→ **EXERCISE**
Gather all lines in the records below that include the word "namespace".

EXERCISE DATA: Begin

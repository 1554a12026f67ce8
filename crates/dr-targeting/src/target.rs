//! ---
//! dr_section: "06-target-validation"
//! dr_subsection: "module"
//! dr_type: "source"
//! dr_scope: "code"
//! dr_description: "Target cluster eligibility, readiness checks and modal state."
//! dr_version: "v0.0.0-prealpha"
//! dr_owner: "tbd"
//! ---
use chrono::{DateTime, Utc};
use dr_fencing::{get_replication_type_using_dr_clusters, validate_fencing, FencingVerdict};
use dr_logging::{dr_debug, log_decision_event, DecisionOutcome, LogContext};
use dr_models::{DrActionType, DrCluster, DrPolicy, ManagedCluster, ReplicationType};
use serde::Serialize;

use crate::errors::{ErrorMessage, ErrorMessageType};

/// Name and namespace of a managed cluster.
#[derive(Debug, Clone, Default, PartialEq, Eq, Serialize)]
#[serde(rename_all = "camelCase")]
pub struct ClusterInfo {
    pub name: String,
    pub namespace: String,
}

/// The cluster half of a target selection.
#[derive(Debug, Clone, Default, PartialEq, Eq, Serialize)]
#[serde(rename_all = "camelCase")]
pub struct TargetClusterType {
    pub cluster_info: ClusterInfo,
    pub is_cluster_available: bool,
    pub last_available_time: Option<DateTime<Utc>>,
}

impl TargetClusterType {
    pub fn from_managed_cluster(cluster: &ManagedCluster) -> Self {
        // Cluster-scoped; the hub namespace of a managed cluster carries its name.
        let namespace = cluster
            .metadata
            .namespace
            .clone()
            .unwrap_or_else(|| cluster.name().to_owned());
        Self {
            cluster_info: ClusterInfo {
                name: cluster.name().to_owned(),
                namespace,
            },
            is_cluster_available: cluster.is_available(),
            last_available_time: cluster.last_available_time(),
        }
    }

    pub fn name(&self) -> &str {
        &self.cluster_info.name
    }
}

/// Result of validating one candidate target cluster.
#[derive(Debug, Clone, Default, PartialEq, Eq, Serialize)]
#[serde(rename_all = "camelCase")]
pub struct TargetSelection {
    pub cluster: TargetClusterType,
    #[serde(skip_serializing_if = "Option::is_none")]
    pub replication: Option<ReplicationType>,
    /// Fencing evaluation; absent when the target is unavailable.
    #[serde(skip_serializing_if = "Option::is_none")]
    pub fencing: Option<FencingVerdict>,
    pub error: Option<ErrorMessage>,
}

impl TargetSelection {
    pub fn is_eligible(&self) -> bool {
        self.cluster.is_cluster_available && self.error.is_none()
    }

    /// Every fencing violation rendered as a catalogue message.
    pub fn fencing_candidates(&self) -> Vec<ErrorMessage> {
        self.fencing
            .iter()
            .flat_map(|verdict| verdict.violations.iter().map(ErrorMessage::from))
            .collect()
    }
}

/// Inputs for [`validate_target_cluster`].
#[derive(Debug, Clone, Copy)]
pub struct TargetValidationContext<'a> {
    pub action: DrActionType,
    pub target: &'a ManagedCluster,
    /// DRClusters of the policy, in policy order.
    pub dr_clusters: &'a [DrCluster],
    /// Cluster the workload currently runs on.
    pub origin: Option<&'a str>,
    pub log: Option<&'a LogContext<'a>>,
}

impl<'a> TargetValidationContext<'a> {
    pub fn new(action: DrActionType, target: &'a ManagedCluster, dr_clusters: &'a [DrCluster]) -> Self {
        Self {
            action,
            target,
            dr_clusters,
            origin: None,
            log: None,
        }
    }

    pub fn with_origin(mut self, origin: &'a str) -> Self {
        self.origin = Some(origin);
        self
    }

    pub fn with_log_context(mut self, log: &'a LogContext<'a>) -> Self {
        self.log = Some(log);
        self
    }

    fn origin_name(&self) -> &'a str {
        let target = self.target.name();
        self.origin
            .or_else(|| {
                self.dr_clusters
                    .iter()
                    .map(DrCluster::name)
                    .find(|name| *name != target)
            })
            .unwrap_or_default()
    }
}

/// Decide whether the selected managed cluster may receive the workload.
///
/// Availability is checked first and short-circuits; fencing only runs for
/// an available target under synchronous replication.
pub fn validate_target_cluster(ctx: TargetValidationContext<'_>) -> TargetSelection {
    let cluster = TargetClusterType::from_managed_cluster(ctx.target);
    let target = ctx.target.name();
    let log = ctx.log.cloned().unwrap_or_default();
    let log = LogContext {
        cluster: Some(target),
        ..log
    };

    if !cluster.is_cluster_available {
        let error = ErrorMessage::new(ErrorMessageType::TargetClusterIsNotAvailable, &[target]);
        log_decision_event(
            Some(&log),
            "target.validated",
            &error.message,
            DecisionOutcome::Blocked,
        );
        return TargetSelection {
            cluster,
            replication: None,
            fencing: None,
            error: Some(error),
        };
    }

    let replication = get_replication_type_using_dr_clusters(ctx.dr_clusters);
    let origin = ctx.origin_name();
    dr_debug!(
        context = log,
        "target available, replication {} from origin {}",
        replication,
        origin
    );
    let verdict = validate_fencing(ctx.action, replication, ctx.dr_clusters, origin, target);
    let error = verdict.error.as_ref().map(ErrorMessage::from);

    match &error {
        Some(error) => log_decision_event(
            Some(&log),
            "target.validated",
            &error.message,
            DecisionOutcome::Blocked,
        ),
        None => log_decision_event(
            Some(&log),
            "target.validated",
            "target cluster eligible",
            DecisionOutcome::Allowed,
        ),
    }

    TargetSelection {
        cluster,
        replication: Some(replication),
        fencing: Some(verdict),
        error,
    }
}

/// Policy-level availability gate for relocate.
///
/// Relocate needs at least one reachable cluster of the policy; a cluster
/// without a ManagedCluster resource counts as down. Failover is never gated
/// here.
pub fn validate_managed_clusters(
    action: DrActionType,
    policy: &DrPolicy,
    managed_clusters: &[ManagedCluster],
) -> Option<ErrorMessage> {
    if action != DrActionType::Relocate {
        return None;
    }
    let any_up = policy.clusters().iter().any(|name| {
        managed_clusters
            .iter()
            .any(|cluster| cluster.name() == name && cluster.is_available())
    });
    if any_up {
        None
    } else {
        Some(ErrorMessage::new(
            ErrorMessageType::ManagedClustersAreDown,
            &[policy.name()],
        ))
    }
}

EXERCISE DATA: End

→ **YOUR SOLUTION**
/// Name and namespace of a managed cluster.
    pub namespace: String,
        // Cluster-scoped; the hub namespace of a managed cluster carries its name.
        let namespace = cluster
            .namespace
                namespace,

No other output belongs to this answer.